### What you will do
Your answer should show every line of the material below that includes "HostProbe".
================
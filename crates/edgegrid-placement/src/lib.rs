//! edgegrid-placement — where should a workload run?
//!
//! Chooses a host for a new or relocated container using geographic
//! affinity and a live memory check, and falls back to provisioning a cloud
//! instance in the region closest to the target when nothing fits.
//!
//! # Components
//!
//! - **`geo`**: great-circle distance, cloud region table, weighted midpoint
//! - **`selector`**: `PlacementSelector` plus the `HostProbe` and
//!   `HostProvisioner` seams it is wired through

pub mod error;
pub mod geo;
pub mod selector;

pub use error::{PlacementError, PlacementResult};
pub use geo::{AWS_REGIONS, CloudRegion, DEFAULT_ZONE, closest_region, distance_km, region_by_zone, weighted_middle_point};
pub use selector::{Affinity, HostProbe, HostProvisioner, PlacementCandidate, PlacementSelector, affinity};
================
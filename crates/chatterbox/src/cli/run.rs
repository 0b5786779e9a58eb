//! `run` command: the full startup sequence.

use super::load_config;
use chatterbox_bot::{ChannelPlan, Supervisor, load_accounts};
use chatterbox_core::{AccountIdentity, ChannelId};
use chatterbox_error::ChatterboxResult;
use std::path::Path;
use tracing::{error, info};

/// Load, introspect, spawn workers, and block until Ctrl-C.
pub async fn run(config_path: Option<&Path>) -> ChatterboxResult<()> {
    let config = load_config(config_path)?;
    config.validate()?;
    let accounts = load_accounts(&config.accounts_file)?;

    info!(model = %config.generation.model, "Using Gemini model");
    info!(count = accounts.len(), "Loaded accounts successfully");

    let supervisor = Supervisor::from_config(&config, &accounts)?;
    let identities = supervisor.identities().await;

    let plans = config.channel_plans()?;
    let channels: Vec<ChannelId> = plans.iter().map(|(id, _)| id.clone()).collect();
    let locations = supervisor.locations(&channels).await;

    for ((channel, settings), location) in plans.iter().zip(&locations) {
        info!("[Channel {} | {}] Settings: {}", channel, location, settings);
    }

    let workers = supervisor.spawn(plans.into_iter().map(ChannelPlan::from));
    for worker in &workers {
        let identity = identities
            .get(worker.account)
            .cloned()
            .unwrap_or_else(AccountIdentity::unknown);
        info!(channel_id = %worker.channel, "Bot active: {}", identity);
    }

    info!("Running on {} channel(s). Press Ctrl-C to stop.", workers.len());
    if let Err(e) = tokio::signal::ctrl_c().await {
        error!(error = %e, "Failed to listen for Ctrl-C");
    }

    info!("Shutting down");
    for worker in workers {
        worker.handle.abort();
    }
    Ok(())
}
================
### Solution to this exercise
//! - **`selector`**: `PlacementSelector` plus the `HostProbe` and
pub use selector::{Affinity, HostProbe, HostProvisioner, PlacementCandidate, PlacementSelector, affinity};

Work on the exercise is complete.